## EXERCISE BRIEF
Filtering the records below, copy only those lines that include the word "turns".

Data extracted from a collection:
______
use crate::framework::ResourceId;
use crate::store::{LinkKey, LinkRequest};
use tokio::sync::{mpsc, oneshot};

#[derive(Debug, thiserror::Error, PartialEq)]
pub enum StoreError {
    #[error("Link store closed")]
    Closed,
    #[error("Link store dropped response channel")]
    Dropped,
}

/// Cloneable handle to a running [`LinkStore`](crate::store::LinkStore).
#[derive(Debug, Clone)]
pub struct LinkStoreClient {
    sender: mpsc::Sender<LinkRequest>,
}

impl LinkStoreClient {
    pub fn new(sender: mpsc::Sender<LinkRequest>) -> Self {
        Self { sender }
    }

    pub async fn set(&self, key: LinkKey, targets: Vec<ResourceId>) -> Result<(), StoreError> {
        let (respond_to, response) = oneshot::channel();
        self.sender
            .send(LinkRequest::Set {
                key,
                targets,
                respond_to,
            })
            .await
            .map_err(|_| StoreError::Closed)?;
        response.await.map_err(|_| StoreError::Dropped)?
    }

    /// All targets recorded under `key`, in the order they were set.
    pub async fn targets(&self, key: LinkKey) -> Result<Vec<ResourceId>, StoreError> {
        let (respond_to, response) = oneshot::channel();
        self.sender
            .send(LinkRequest::Get { key, respond_to })
            .await
            .map_err(|_| StoreError::Closed)?;
        response.await.map_err(|_| StoreError::Dropped)?
    }

    /// The single target of a to-one slot, if any.
    pub async fn target(&self, key: LinkKey) -> Result<Option<ResourceId>, StoreError> {
        Ok(self.targets(key).await?.into_iter().next())
    }
}
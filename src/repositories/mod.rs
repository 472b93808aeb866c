//! Relationship repositories for the sample model, backed by the [`LinkStore`](crate::store::LinkStore).
//!
//! Each repository updates the owner's relationship field in place and records the link under
//! the owner's type, id and field name.

pub mod error;
pub mod task_to_project;
pub mod user_to_project;

pub use error::SampleError;
pub use task_to_project::TaskToProjectRepository;
pub use user_to_project::UserToProjectRepository;

#[cfg(test)]
mod tests {
    use super::*;
    use crate::framework::{RelationshipRepository, ResourceId};
    use crate::model::{Project, Task, User};
    use crate::store::{LinkKey, LinkStore};

    #[tokio::test]
    async fn task_repository_sets_field_and_records_link() {
        let (store, links) = LinkStore::new(8);
        let handle = tokio::spawn(store.run());
        let repository = TaskToProjectRepository::new(links.clone());

        let mut task = Task {
            id: Some(7),
            ..Task::default()
        };
        repository
            .set_one(&mut task, ResourceId::Long(3), Task::PROJECT)
            .await
            .unwrap();

        assert_eq!(task.project, Some(3));
        let key = LinkKey::new(Task::TYPE, ResourceId::Long(7), Task::PROJECT);
        assert_eq!(links.target(key).await.unwrap(), Some(ResourceId::Long(3)));

        drop(repository);
        drop(links);
        handle.await.unwrap();
    }

    #[tokio::test]
    async fn task_repository_rejects_other_owner() {
        let (_store, links) = LinkStore::new(8);
        let repository = TaskToProjectRepository::new(links);

        let mut project = Project::new(1, "Apollo");
        let err = repository
            .set_one(&mut project, ResourceId::Long(3), Task::PROJECT)
            .await
            .unwrap_err();

        assert_eq!(
            err.downcast_ref::<SampleError>(),
            Some(&SampleError::WrongOwner { expected: Task::TYPE })
        );
    }

    #[tokio::test]
    async fn task_repository_requires_owner_id() {
        let (_store, links) = LinkStore::new(8);
        let repository = TaskToProjectRepository::new(links);

        let mut task = Task::default();
        let err = repository
            .set_one(&mut task, ResourceId::Long(3), Task::PROJECT)
            .await
            .unwrap_err();

        assert_eq!(
            err.downcast_ref::<SampleError>(),
            Some(&SampleError::MissingOwnerId(Task::TYPE))
        );
        assert_eq!(task.project, None);
    }

    #[tokio::test]
    async fn user_repository_keeps_order() {
        let (store, links) = LinkStore::new(8);
        let handle = tokio::spawn(store.run());
        let repository = UserToProjectRepository::new(links.clone());

        let mut user = User {
            id: Some(2),
            ..User::default()
        };
        let targets = vec![ResourceId::Long(9), ResourceId::Long(4)];
        repository
            .set_many(&mut user, targets.clone(), User::ASSIGNED_PROJECTS)
            .await
            .unwrap();

        assert_eq!(user.assigned_projects, vec![9, 4]);
        let key = LinkKey::new(User::TYPE, ResourceId::Long(2), User::ASSIGNED_PROJECTS);
        assert_eq!(links.targets(key).await.unwrap(), targets);

        drop(repository);
        drop(links);
        handle.await.unwrap();
    }

    #[tokio::test]
    async fn user_repository_rejects_string_ids() {
        let (_store, links) = LinkStore::new(8);
        let repository = UserToProjectRepository::new(links);

        let mut user = User {
            id: Some(2),
            ..User::default()
        };
        let err = repository
            .set_many(
                &mut user,
                vec![ResourceId::String("abc".into())],
                User::ASSIGNED_PROJECTS,
            )
            .await
            .unwrap_err();

        assert_eq!(
            err.downcast_ref::<SampleError>(),
            Some(&SampleError::NonNumericId("abc".into()))
        );
    }

    #[tokio::test]
    async fn store_shutdown_surfaces_as_store_error() {
        let (store, links) = LinkStore::new(8);
        drop(store);
        let repository = UserToProjectRepository::new(links);

        let mut user = User {
            id: Some(2),
            ..User::default()
        };
        let err = repository
            .set_many(&mut user, vec![ResourceId::Long(1)], User::ASSIGNED_PROJECTS)
            .await
            .unwrap_err();

        assert!(matches!(
            err.downcast_ref::<SampleError>(),
            Some(SampleError::Store(_))
        ));
        assert!(user.assigned_projects.is_empty());
    }
}
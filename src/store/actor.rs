use crate::framework::ResourceId;
use crate::store::{LinkKey, LinkRequest, LinkStoreClient};
use std::collections::HashMap;
use tokio::sync::mpsc;
use tracing::{debug, info};

/// Owns every recorded relationship link and serves [`LinkRequest`]s one at a time.
///
/// The map is only touched from inside [`run`](LinkStore::run), so it needs no lock.
pub struct LinkStore {
    receiver: mpsc::Receiver<LinkRequest>,
    links: HashMap<LinkKey, Vec<ResourceId>>,
}

impl LinkStore {
    pub fn new(buffer_size: usize) -> (Self, LinkStoreClient) {
        let (sender, receiver) = mpsc::channel(buffer_size);
        let store = Self {
            receiver,
            links: HashMap::new(),
        };
        (store, LinkStoreClient::new(sender))
    }

    /// Processes requests until every client is dropped.
    pub async fn run(mut self) {
        info!("Link store started");

        while let Some(msg) = self.receiver.recv().await {
            match msg {
                LinkRequest::Set {
                    key,
                    targets,
                    respond_to,
                } => {
                    debug!(%key, ?targets, "Set");
                    if targets.is_empty() {
                        self.links.remove(&key);
                    } else {
                        self.links.insert(key, targets);
                    }
                    let _ = respond_to.send(Ok(()));
                }
                LinkRequest::Get { key, respond_to } => {
                    let targets = self.links.get(&key).cloned().unwrap_or_default();
                    debug!(%key, found = targets.len(), "Get");
                    let _ = respond_to.send(Ok(targets));
                }
            }
        }

        info!(size = self.links.len(), "Link store shutdown");
    }
}
//! Demo: bind a project, a task that belongs to it, and a user assigned to it.
//!
//! Documents arrive as JSON:API request bodies and go through [`ResourceUpsert`] with no
//! per-type binding code. Run with `RUST_LOG=info` (or `debug`) to follow each binding.

use resource_upsert::framework::{
    ErrorData, RequestBody, Resource, ResourceId, ResourceUpsert, UpsertError,
};
use resource_upsert::lifecycle::{setup_tracing, SampleSystem};
use resource_upsert::model::{Project, Task, User};
use resource_upsert::store::LinkKey;
use serde_json::json;
use tracing::{info, warn, Instrument};

async fn upsert_json(
    upsert: &ResourceUpsert,
    type_name: &str,
    body: serde_json::Value,
) -> Result<Box<dyn Resource>, UpsertError> {
    let document = RequestBody::parse(body)?;
    upsert.build(type_name, &document).await
}

#[tokio::main]
async fn main() -> Result<(), String> {
    setup_tracing();

    info!("Starting sample system");
    let system = SampleSystem::new().map_err(|e| e.to_string())?;

    let span = tracing::info_span!("project_creation");
    let project = async {
        upsert_json(
            &system.upsert,
            Project::TYPE,
            json!({ "data": { "type": "projects", "attributes": { "name": "Apollo" } } }),
        )
        .await
        .map_err(|e| e.to_string())
    }
    .instrument(span)
    .await?;
    let project_id = project
        .downcast_ref::<Project>()
        .and_then(|p| p.id)
        .ok_or("project has no id")?;
    info!(project_id, "Project created");

    let task = upsert_json(
        &system.upsert,
        Task::TYPE,
        json!({ "data": {
            "type": "tasks",
            "attributes": { "name": "Launch" },
            "relationships": { "project": { "type": "projects", "id": project_id.to_string() } }
        } }),
    )
    .instrument(tracing::info_span!("task_creation"))
    .await
    .map_err(|e| e.to_string())?;
    let task = task.downcast::<Task>().ok_or("not a task")?;
    info!(task_id = ?task.id, project = ?task.project, "Task created");

    let user = upsert_json(
        &system.upsert,
        User::TYPE,
        json!({ "data": {
            "type": "users",
            "attributes": { "name": "Alice", "email": "alice@example.com" },
            "relationships": {
                "assignedProjects": [ { "type": "projects", "id": project_id.to_string() } ]
            }
        } }),
    )
    .instrument(tracing::info_span!("user_creation"))
    .await
    .map_err(|e| e.to_string())?;
    let user = user.downcast::<User>().ok_or("not a user")?;
    info!(user_id = ?user.id, assigned = ?user.assigned_projects, "User created");

    if let Some(task_id) = task.id {
        let key = LinkKey::new(Task::TYPE, ResourceId::Long(task_id), Task::PROJECT);
        let linked = system.links.target(key).await.map_err(|e| e.to_string())?;
        info!(task_id, ?linked, "Recorded link");
    }

    // Rejected: the body names a different type than the path.
    let mismatch = upsert_json(
        &system.upsert,
        Task::TYPE,
        json!({ "data": { "type": "projects", "attributes": { "name": "Gemini" } } }),
    )
    .await;
    if let Err(e) = mismatch {
        let rendered = serde_json::to_string(&ErrorData::from(&e)).map_err(|e| e.to_string())?;
        warn!(error = %rendered, "Rejected document");
    }

    system.shutdown().await?;
    info!("Application completed successfully");
    Ok(())
}
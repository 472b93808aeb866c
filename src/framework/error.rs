//! # Upsert Errors
//!
//! Two error families live here:
//!
//! - [`UpsertError`] is returned by every request-time operation (lookup, coercion, binding).
//!   Any of its variants aborts the whole binding call; the partially bound instance is dropped.
//! - [`RegistryError`] is returned while the registry is being assembled at startup.
//!
//! [`ErrorData`] turns an [`UpsertError`] into a JSON:API error object for the surrounding layer.

use crate::framework::identifier::IdKind;
use serde::Serialize;

/// Error type produced by relationship repositories.
pub type RepositoryError = Box<dyn std::error::Error + Send + Sync>;

/// Errors raised while binding a request document onto a resource.
#[derive(Debug, thiserror::Error)]
pub enum UpsertError {
    #[error("Resource type not found: {0}")]
    TypeNotFound(String),

    #[error("Inconsistent type definition between path and body: body type: {body}, request type: {path}")]
    InconsistentType { path: String, body: String },

    #[error("Cannot instantiate resource of type {type_name}: {reason}")]
    Instantiation { type_name: String, reason: String },

    #[error("Unknown attribute {name} on resource type {type_name}")]
    UnknownAttribute { type_name: String, name: String },

    #[error("Invalid value for attribute {name} on resource type {type_name}: {reason}")]
    InvalidAttributeValue {
        type_name: String,
        name: String,
        reason: String,
    },

    #[error("Unknown relationship {name} on resource type {type_name}")]
    UnknownRelationship { type_name: String, name: String },

    #[error("Not all types are the same for linkage: {name}")]
    MixedLinkageType { name: String },

    #[error("Relationship {name} links to {expected}, not {found}")]
    LinkageTypeMismatch {
        name: String,
        expected: String,
        found: String,
    },

    #[error("Identifier {raw:?} is not a valid {kind} identifier: {reason}")]
    IdentifierFormat {
        raw: String,
        kind: IdKind,
        reason: String,
    },

    #[error("No relationship repository on {owner} for related type {target}")]
    RepositoryNotFound { owner: String, target: String },

    #[error("Relationship {field} on {type_name} could not be saved: {source}")]
    RelationshipPersistence {
        type_name: String,
        field: String,
        #[source]
        source: RepositoryError,
    },

    #[error("No data field in the body")]
    MissingData,

    #[error("Malformed request body: {0}")]
    MalformedBody(#[from] serde_json::Error),
}

/// Errors raised while registering resource types.
#[derive(Debug, thiserror::Error, PartialEq)]
pub enum RegistryError {
    #[error("Resource type registered twice: {0}")]
    DuplicateType(String),

    #[error("Field {field} declared twice on resource type {type_name}")]
    DuplicateField { type_name: String, field: String },

    #[error("Resource type {0} has no identifier field")]
    MissingIdentifier(String),

    #[error("Resource type {type_name} referenced by {referenced_by} is not registered")]
    UnknownType {
        referenced_by: String,
        type_name: String,
    },
}

/// A JSON:API error object describing a failed binding.
#[derive(Debug, Clone, PartialEq, Serialize)]
pub struct ErrorData {
    pub title: &'static str,
    pub detail: String,
    #[serde(skip_serializing_if = "Option::is_none")]
    pub source: Option<ErrorSource>,
}

/// Points at the document member that caused an [`ErrorData`].
#[derive(Debug, Clone, PartialEq, Serialize)]
pub struct ErrorSource {
    pub pointer: String,
}

impl ErrorData {
    fn pointing_at(title: &'static str, detail: String, pointer: String) -> Self {
        Self {
            title,
            detail,
            source: Some(ErrorSource { pointer }),
        }
    }
}

impl From<&UpsertError> for ErrorData {
    fn from(err: &UpsertError) -> Self {
        let detail = err.to_string();
        match err {
            UpsertError::TypeNotFound(_) => Self {
                title: "Resource not found",
                detail,
                source: None,
            },
            UpsertError::InconsistentType { .. } => {
                Self::pointing_at("Inconsistent type", detail, "/data/type".into())
            }
            UpsertError::UnknownAttribute { name, .. }
            | UpsertError::InvalidAttributeValue { name, .. } => Self::pointing_at(
                "Invalid attribute",
                detail,
                format!("/data/attributes/{name}"),
            ),
            UpsertError::UnknownRelationship { name, .. }
            | UpsertError::MixedLinkageType { name }
            | UpsertError::LinkageTypeMismatch { name, .. } => Self::pointing_at(
                "Invalid relationship",
                detail,
                format!("/data/relationships/{name}"),
            ),
            UpsertError::IdentifierFormat { .. } => Self {
                title: "Invalid identifier",
                detail,
                source: None,
            },
            UpsertError::MissingData => {
                Self::pointing_at("Missing data", detail, "/data".into())
            }
            UpsertError::MalformedBody(_) => Self {
                title: "Malformed body",
                detail,
                source: None,
            },
            UpsertError::Instantiation { .. }
            | UpsertError::RepositoryNotFound { .. }
            | UpsertError::RelationshipPersistence { .. } => Self {
                title: "Resource error",
                detail,
                source: None,
            },
        }
    }
}
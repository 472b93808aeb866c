//! # Identifier Coercion
//!
//! Linkages carry identifiers as strings. Each resource schema declares the [`IdKind`] of its
//! identifier field, and [`IdKind::coerce`] turns the wire string into a typed [`ResourceId`].
//!
//! Callers never match on the kind themselves; they take it from the target schema and call
//! `coerce`, so a new kind only needs a variant here.

use crate::framework::error::UpsertError;
use std::fmt::{self, Display};
use uuid::Uuid;

/// The semantic type of a resource's identifier field.
#[derive(Debug, Clone, Copy, PartialEq, Eq, Hash)]
pub enum IdKind {
    /// 32-bit signed integer.
    Integer,
    /// 64-bit signed integer.
    Long,
    /// Opaque string, passed through unchanged.
    String,
    /// RFC 4122 UUID in any textual form `uuid` accepts.
    Uuid,
}

impl Display for IdKind {
    fn fmt(&self, f: &mut fmt::Formatter<'_>) -> fmt::Result {
        let name = match self {
            IdKind::Integer => "integer",
            IdKind::Long => "long",
            IdKind::String => "string",
            IdKind::Uuid => "uuid",
        };
        f.write_str(name)
    }
}

impl IdKind {
    /// Parses a wire-format identifier into this kind.
    pub fn coerce(self, raw: &str) -> Result<ResourceId, UpsertError> {
        let invalid = |reason: String| UpsertError::IdentifierFormat {
            raw: raw.to_string(),
            kind: self,
            reason,
        };
        match self {
            IdKind::Integer => raw
                .parse()
                .map(ResourceId::Integer)
                .map_err(|e| invalid(e.to_string())),
            IdKind::Long => raw
                .parse()
                .map(ResourceId::Long)
                .map_err(|e| invalid(e.to_string())),
            IdKind::String => Ok(ResourceId::String(raw.to_string())),
            IdKind::Uuid => Uuid::parse_str(raw)
                .map(ResourceId::Uuid)
                .map_err(|e| invalid(e.to_string())),
        }
    }
}

/// A typed resource identifier.
#[derive(Debug, Clone, PartialEq, Eq, Hash)]
pub enum ResourceId {
    Integer(i32),
    Long(i64),
    String(String),
    Uuid(Uuid),
}

impl ResourceId {
    pub fn kind(&self) -> IdKind {
        match self {
            ResourceId::Integer(_) => IdKind::Integer,
            ResourceId::Long(_) => IdKind::Long,
            ResourceId::String(_) => IdKind::String,
            ResourceId::Uuid(_) => IdKind::Uuid,
        }
    }

    /// Widens integer identifiers to `i64`.
    pub fn as_i64(&self) -> Option<i64> {
        match self {
            ResourceId::Integer(id) => Some(i64::from(*id)),
            ResourceId::Long(id) => Some(*id),
            _ => None,
        }
    }

    pub fn as_uuid(&self) -> Option<Uuid> {
        match self {
            ResourceId::Uuid(id) => Some(*id),
            _ => None,
        }
    }
}

impl Display for ResourceId {
    fn fmt(&self, f: &mut fmt::Formatter<'_>) -> fmt::Result {
        match self {
            ResourceId::Integer(id) => write!(f, "{id}"),
            ResourceId::Long(id) => write!(f, "{id}"),
            ResourceId::String(id) => f.write_str(id),
            ResourceId::Uuid(id) => write!(f, "{id}"),
        }
    }
}

impl From<i32> for ResourceId {
    fn from(id: i32) -> Self {
        ResourceId::Integer(id)
    }
}

impl From<i64> for ResourceId {
    fn from(id: i64) -> Self {
        ResourceId::Long(id)
    }
}

impl From<String> for ResourceId {
    fn from(id: String) -> Self {
        ResourceId::String(id)
    }
}

impl From<Uuid> for ResourceId {
    fn from(id: Uuid) -> Self {
        ResourceId::Uuid(id)
    }
}
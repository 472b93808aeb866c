use crate::framework::ResourceId;
use crate::store::StoreError;
use std::fmt;
use tokio::sync::oneshot;

/// One relationship slot: the `field` of the resource `owner_type`/`owner_id`.
#[derive(Debug, Clone, PartialEq, Eq, Hash)]
pub struct LinkKey {
    pub owner_type: String,
    pub owner_id: ResourceId,
    pub field: String,
}

impl LinkKey {
    pub fn new(owner_type: impl Into<String>, owner_id: ResourceId, field: impl Into<String>) -> Self {
        Self {
            owner_type: owner_type.into(),
            owner_id,
            field: field.into(),
        }
    }
}

impl fmt::Display for LinkKey {
    fn fmt(&self, f: &mut fmt::Formatter<'_>) -> fmt::Result {
        write!(f, "{}/{}/{}", self.owner_type, self.owner_id, self.field)
    }
}

pub type Response<T> = oneshot::Sender<Result<T, StoreError>>;

/// Requests handled by the [`LinkStore`](crate::store::LinkStore) loop.
#[derive(Debug)]
pub enum LinkRequest {
    /// Replace the targets stored under `key`. An empty list clears the slot.
    Set {
        key: LinkKey,
        targets: Vec<ResourceId>,
        respond_to: Response<()>,
    },
    Get {
        key: LinkKey,
        respond_to: Response<Vec<ResourceId>>,
    },
}
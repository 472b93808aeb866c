#![doc(html_logo_url = "https://www.rust-lang.org/logos/rust-logo-128x128.png")]
#![doc(html_favicon_url = "https://www.rust-lang.org/favicon.ico")]
//! # Resource Upsert
//!
//! > **Generic binding of JSON:API-style documents onto Rust domain objects.**
//!
//! A request names a resource type and carries attributes and relationship linkages. This crate
//! turns that document into a new instance of the registered type, sets each attribute through
//! a typed setter and hands each relationship to a repository, all driven by per-type metadata
//! registered once at startup.
//!
//! ## 🏗️ Design Philosophy
//!
//! ### Schemas instead of per-type code
//! Every type is described once by a [`ResourceSchema`](framework::ResourceSchema) built from typed
//! closures ([`SchemaBuilder<T>`](framework::SchemaBuilder)). After that the engine only sees
//! `dyn Resource` and field names, so adding a type never touches the engine.
//!
//! ### Immutable registry
//! [`ResourceRegistry`](framework::ResourceRegistry) is validated and frozen by
//! [`RegistryBuilder::build`](framework::RegistryBuilder::build). It is shared through an `Arc`
//! with no locks.
//!
//! ### Mocking: Testing without Pain
//! Relationship repositories are trait objects, so tests swap in
//! [`MockRelationshipRepository`](framework::mock::MockRelationshipRepository).
//! See the [`framework::mock`] module.
//!
//! ## 👩‍💻 Architecture Notes
//!
//! ### 1. Type-Safe Error Handling
//! Request-time failures are [`UpsertError`](framework::UpsertError), startup failures are
//! [`RegistryError`](framework::RegistryError). Repository errors travel unchanged as the
//! `source` of `RelationshipPersistence`.
//!
//! ### 2. Ordering
//! All attributes are bound before any relationship, and relationships are linked one at a time.
//!
//! ### 3. Observability
//! `tracing` spans wrap every binding; see [`lifecycle::tracing`].
//!
//! ## 🗺️ Module Tour
//!
//! ### 1. The Engine ([`framework`])
//! - **Key items**: [`ResourceUpsert`](framework::ResourceUpsert),
//!   [`ResourceRegistry`](framework::ResourceRegistry), [`IdKind`](framework::IdKind),
//!   [`RelationshipRepository`](framework::RelationshipRepository).
//!
//! ### 2. The Sample Domain ([`model`], [`repositories`], [`store`])
//! Projects, tasks and users, with repositories that record links in an actor-backed store.
//!
//! ### 3. The Orchestrator ([`lifecycle`])
//! - **Key items**: [`SampleSystem`](lifecycle::SampleSystem),
//!   [`shutdown`](lifecycle::SampleSystem::shutdown).
//!
//! ## 🚀 Quick Start
//!
//! ```bash
//! # Run the demo with info logs
//! RUST_LOG=info cargo run
//!
//! cargo test
//! ```

pub mod framework;
pub mod lifecycle;
pub mod model;
pub mod repositories;
pub mod store;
______
## SOLVED EXERCISE
//! [`ErrorData`] turns an [`UpsertError`] into a JSON:API error object for the surrounding layer.
//! identifier field, and [`IdKind::coerce`] turns the wire string into a typed [`ResourceId`].
//! turns that document into a new instance of the registered type, sets each attribute through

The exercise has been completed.